Municipal taxes: money well spent
(June 16) - We got our property tax bills last week. My final 2009 taxes are $2706. Of this, about $2200 is for city services, and $500 is for the school board. My municipal portion is a bit below the $2600 average. It is hard to find a better bargain.
Compare it, for example, with my Rogers bill. Since January 1 I’ve paid them $935. Over the year that will be $1870, only $330 less than I pay the city. Then there’s another $900 a year to Bell Canada for a land line and $400 to Sentex for an Internet connection. That’s $2200 for municipal services and $2600 for 2 cell phones, one landline, cable TV and an Internet connection.

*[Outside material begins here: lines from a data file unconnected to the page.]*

impl SqlSink {
    pub async fn connect(spec: SqlSinkSpec) -> Result<Self, HermodError> {
        let backend = match spec.dialect {
            SqlDialect::Postgres | SqlDialect::MySql | SqlDialect::Sqlite => {
                sqlx::any::install_default_drivers();
                let pool = AnyPoolOptions::new()
                    .max_connections(8)
                    .connect(&spec.dsn)
                    .await
                    .map_err(|e| HermodError::TransientIo(e.into()))?;
                Backend::Any(pool)
            }
            SqlDialect::ClickHouse => {
                let client = clickhouse::Client::default().with_url(&spec.dsn);
                Backend::ClickHouse(client)
            }
            SqlDialect::Snowflake => {
                let (token, endpoint) = spec
                    .dsn
                    .split_once('@')
                    .map(|(t, e)| (t.to_string(), e.to_string()))
                    .ok_or_else(|| {
                        HermodError::Configuration(
                            "snowflake dsn must be formatted as '<token>@<rest-endpoint>'".into(),
                        )
                    })?;
                Backend::Snowflake(SnowflakeClient {
                    http: reqwest::Client::new(),
                    endpoint,
                    token,
                })
            }
        };
        Ok(Self {
            spec,
            backend,
            verified_tables: Arc::new(Mutex::new(HashSet::new())),
        })
    }

    fn target_table(&self, msg: &Message) -> String {
        self.spec
            .table_name
            .clone()
            .unwrap_or_else(|| msg.table().to_string())
    }

    fn resolve_operation(&self, msg: &Message) -> Operation {
        match self.spec.operation_mode {
            OperationMode::Auto => msg.operation(),
            OperationMode::Insert => Operation::Create,
            OperationMode::Upsert => Operation::Create,
            OperationMode::Update => Operation::Update,
            OperationMode::Delete => Operation::Delete,
        }
    }

    fn primary_keys(&self) -> Vec<&ColumnMapping> {
        ColumnMapping::primary_keys(&self.spec.mappings)
    }

    fn row_values(&self, msg: &Message) -> HashMap<String, serde_json::Value> {
        let mut values = HashMap::new();
        for mapping in &self.spec.mappings {
            let value = get_msg_val_by_path(msg, &mapping.source_field).unwrap_or(serde_json::Value::Null);
            if mapping.is_identity && value.is_null() {
                continue;
            }
            values.insert(mapping.target_column.clone(), value);
        }
        values
    }

    async fn ensure_table(&self, table: &str) -> Result<(), HermodError> {
        {
            let verified = self.verified_tables.lock().await;
            if verified.contains(table) {
                return Ok(());
            }
        }
        match &self.backend {
            Backend::Any(pool) => self.ensure_table_any(pool, table).await?,
            Backend::ClickHouse(client) => self.ensure_table_clickhouse(client, table).await?,
            Backend::Snowflake(_) => {
                // Snowflake REST sink assumes the target table is managed
                // outside Hermod (typical for warehouse destinations).
            }
        }
        self.verified_tables.lock().await.insert(table.to_string());
        Ok(())
    }

    async fn ensure_table_any(&self, pool: &AnyPool, table: &str) -> Result<(), HermodError> {
        let quoted = self
            .spec
            .dialect
            .quote(table)
            .map_err(|e| HermodError::Configuration(e.to_string()))?;
        let exists = table_exists_any(pool, self.spec.dialect, table).await?;
        if !exists {
            let ddl = create_table_ddl(self.spec.dialect, &quoted, &self.spec.mappings);
            sqlx::query(&ddl)
                .execute(pool)
                .await
                .map_err(|e| HermodError::Configuration(e.to_string()))?;
            info!(table, "sql sink created target table");
            return Ok(());
        }
        if self.spec.auto_truncate {
            sqlx::query(&format!("TRUNCATE TABLE {quoted}"))
                .execute(pool)
                .await
                .map_err(|e| HermodError::TransientIo(e.into()))?;
        }
        if self.spec.auto_sync {
            let existing = discover_columns_any(pool, self.spec.dialect, table).await?;
            let existing_names: HashSet<&str> = existing.iter().map(|c| c.name.as_str()).collect();
            for mapping in &self.spec.mappings {
                if !existing_names.contains(mapping.target_column.as_str()) {
                    let col = self
                        .spec
                        .dialect
                        .quote(&mapping.target_column)
                        .map_err(|e| HermodError::Configuration(e.to_string()))?;
                    let ddl = format!(
                        "ALTER TABLE {quoted} ADD COLUMN {col} {}",
                        mapping.data_type
                    );
                    sqlx::query(&ddl)
                        .execute(pool)
                        .await
                        .map_err(|e| HermodError::TransientIo(e.into()))?;
                    info!(table, column = %mapping.target_column, "sql sink auto-synced missing column");
                }
            }
        }
        Ok(())
    }

    async fn ensure_table_clickhouse(&self, client: &clickhouse::Client, table: &str) -> Result<(), HermodError> {
        let quoted = self
            .spec
            .dialect
            .quote(table)
            .map_err(|e| HermodError::Configuration(e.to_string()))?;
        let exists: u8 = client
            .query("EXISTS TABLE ?")
            .bind(table)
            .fetch_one()
            .await
            .unwrap_or(0);
        if exists == 0 {
            let pk_cols: Vec<&str> = self
                .primary_keys()
                .iter()
                .map(|m| m.target_column.as_str())
                .collect();
            let order_by = if pk_cols.is_empty() {
                "tuple()".to_string()
            } else {
                format!("({})", pk_cols.join(", "))
            };
            let cols = self
                .spec
                .mappings
                .iter()
                .map(|m| format!("{} {}", m.target_column, clickhouse_type(&m.data_type, m.is_nullable)))
                .collect::<Vec<_>>()
                .join(", ");
            let ddl = format!("CREATE TABLE {quoted} ({cols}) ENGINE = MergeTree() ORDER BY {order_by}");
            client
                .query(&ddl)
                .execute()
                .await
                .map_err(|e| HermodError::Configuration(e.to_string()))?;
            info!(table, "clickhouse sink created target table");
            return Ok(());
        }
        if self.spec.auto_truncate {
            client
                .query(&format!("TRUNCATE TABLE {quoted}"))
                .execute()
                .await
                .map_err(|e| HermodError::TransientIo(e.into()))?;
        }
        Ok(())
    }

    async fn write_any(&self, pool: &AnyPool, table: &str, msgs: Vec<Message>) -> Result<(), HermodError> {
        let quoted = self
            .spec
            .dialect
            .quote(table)
            .map_err(|e| HermodError::Configuration(e.to_string()))?;
        let pks = self.primary_keys();

        let mut tx = pool
            .begin()
            .await
            .map_err(|e| HermodError::TransientIo(e.into()))?;

        for msg in &msgs {
            let op = self.resolve_operation(msg);
            match op {
                Operation::Delete => {
                    if self.spec.delete_strategy == DeleteStrategy::Ignore {
                        continue;
                    }
                    let values = self.row_values(msg);
                    let (clause, binds) = delete_where_clause(self.spec.dialect, &pks, &values, msg.id())?;
                    let sql = if self.spec.delete_strategy == DeleteStrategy::SoftDelete {
                        let col = self.spec.soft_delete_column.as_deref().unwrap_or("deleted");
                        let col = self
                            .spec
                            .dialect
                            .quote(col)
                            .map_err(|e| HermodError::Configuration(e.to_string()))?;
                        format!("UPDATE {quoted} SET {col} = ? WHERE {clause}")
                    } else {
                        format!("DELETE FROM {quoted} WHERE {clause}")
                    };
                    let mut query = sqlx::query(&sql);
                    if self.spec.delete_strategy == DeleteStrategy::SoftDelete {
                        let value = self.spec.soft_delete_value.clone().unwrap_or_else(|| "true".to_string());
                        query = query.bind(value);
                    }
                    for b in binds {
                        query = bind_json(query, &b);
                    }
                    query
                        .execute(&mut *tx)
                        .await
                        .map_err(|e| HermodError::data(msg.id(), e))?;
                }
                _ => {
                    let values = self.row_values(msg);
                    let (sql, binds) = upsert_sql(self.spec.dialect, &quoted, &self.spec.mappings, &pks, &values)?;
                    let mut query = sqlx::query(&sql);
                    for b in binds {
                        query = bind_json(query, &b);
                    }
                    query
                        .execute(&mut *tx)
                        .await
                        .map_err(|e| HermodError::data(msg.id(), e))?;
                }
            }
        }

        tx.commit()
            .await
            .map_err(|e| HermodError::TransientIo(e.into()))
    }

    async fn write_clickhouse(&self, client: &clickhouse::Client, table: &str, msgs: Vec<Message>) -> Result<(), HermodError> {
        let quoted = self
            .spec
            .dialect
            .quote(table)
            .map_err(|e| HermodError::Configuration(e.to_string()))?;
        let pks = self.primary_keys();
        let mut inserts = Vec::new();
        let mut deletes = Vec::new();
        for msg in &msgs {
            match self.resolve_operation(msg) {
                Operation::Delete => {
                    if self.spec.delete_strategy != DeleteStrategy::Ignore {
                        deletes.push((msg.id().to_string(), self.row_values(msg)));
                    }
                }
                _ => inserts.push(self.row_values(msg)),
            }
        }

        if !inserts.is_empty() {
            let cols: Vec<&str> = self
                .spec
                .mappings
                .iter()
                .map(|m| m.target_column.as_str())
                .collect();
            let values_sql = inserts
                .iter()
                .map(|row| {
                    let rendered = cols
                        .iter()
                        .map(|c| clickhouse_literal(row.get(*c).unwrap_or(&serde_json::Value::Null)))
                        .collect::<Vec<_>>()
                        .join(", ");
                    format!("({rendered})")
                })
                .collect::<Vec<_>>()
                .join(", ");
            let sql = format!("INSERT INTO {quoted} ({}) VALUES {values_sql}", cols.join(", "));
            client
                .query(&sql)
                .execute()
                .await
                .map_err(|e| HermodError::TransientIo(e.into()))?;
        }

        if !deletes.is_empty() {
            let sql = clickhouse_delete_sql(
                &quoted,
                &pks,
                &deletes,
                self.spec.delete_strategy,
                self.spec.soft_delete_column.as_deref(),
                self.spec.soft_delete_value.as_deref(),
            )?;
            client
                .query(&sql)
                .execute()
                .await
                .map_err(|e| HermodError::TransientIo(e.into()))?;
        }
        Ok(())
    }

    async fn write_snowflake(&self, snowflake: &SnowflakeClient, table: &str, msgs: Vec<Message>) -> Result<(), HermodError> {
        let quoted = self
            .spec
            .dialect
            .quote(table)
            .map_err(|e| HermodError::Configuration(e.to_string()))?;
        let pks = self.primary_keys();
        for msg in &msgs {
            let values = self.row_values(msg);
            let statement = match self.resolve_operation(msg) {
                Operation::Delete => {
                    let (clause, _binds) = delete_where_clause(self.spec.dialect, &pks, &values, msg.id())?;
                    format!("DELETE FROM {quoted} WHERE {clause}")
                }
                _ => snowflake_merge_statement(&quoted, &self.spec.mappings, &pks, &values),
            };
            let body = serde_json::json!({ "statement": statement });
            let resp = snowflake
                .http
                .post(&snowflake.endpoint)
                .bearer_auth(&snowflake.token)
                .json(&body)
                .send()
                .await
                .map_err(|e| HermodError::TransientIo(e.into()))?;
            if !resp.status().is_success() {
                let status = resp.status();
                let text = resp.text().await.unwrap_or_default();
                return Err(HermodError::data(
                    msg.id(),
                    anyhow::anyhow!("snowflake statement failed ({status}): {text}"),
                ));
            }
        }
        Ok(())
    }
}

I could easily pay Rogers a lot more. We have a cell phone each, on what they call a pooled family plan. They’re not Blackberries or anything like that. Just your basic run of the mill phones.
I can call someone, send text messages, keep track of appointments and set a count down timer to beep when it’s time to turn the pork chops on the barbecue. We have the basic cable television package. No digital bells and whistles, no movie channels.
My guess is that I am in the minority in this. Granted, there’s an even smaller minority. Some people live their lives entirely without a cell phone or a television, but I’m not one of them. I like watching Blue Jays games on Sportsnet. I love watching federal cabinet ministers squirm on Newsworld.
I don’t need movies on demand and I don’t want to be part of the 500 channel universe. I don’t need to check e-mail on my cell phone. A lot do, and I bet they shovel a lot more into Rogers’ bank account than I ever will.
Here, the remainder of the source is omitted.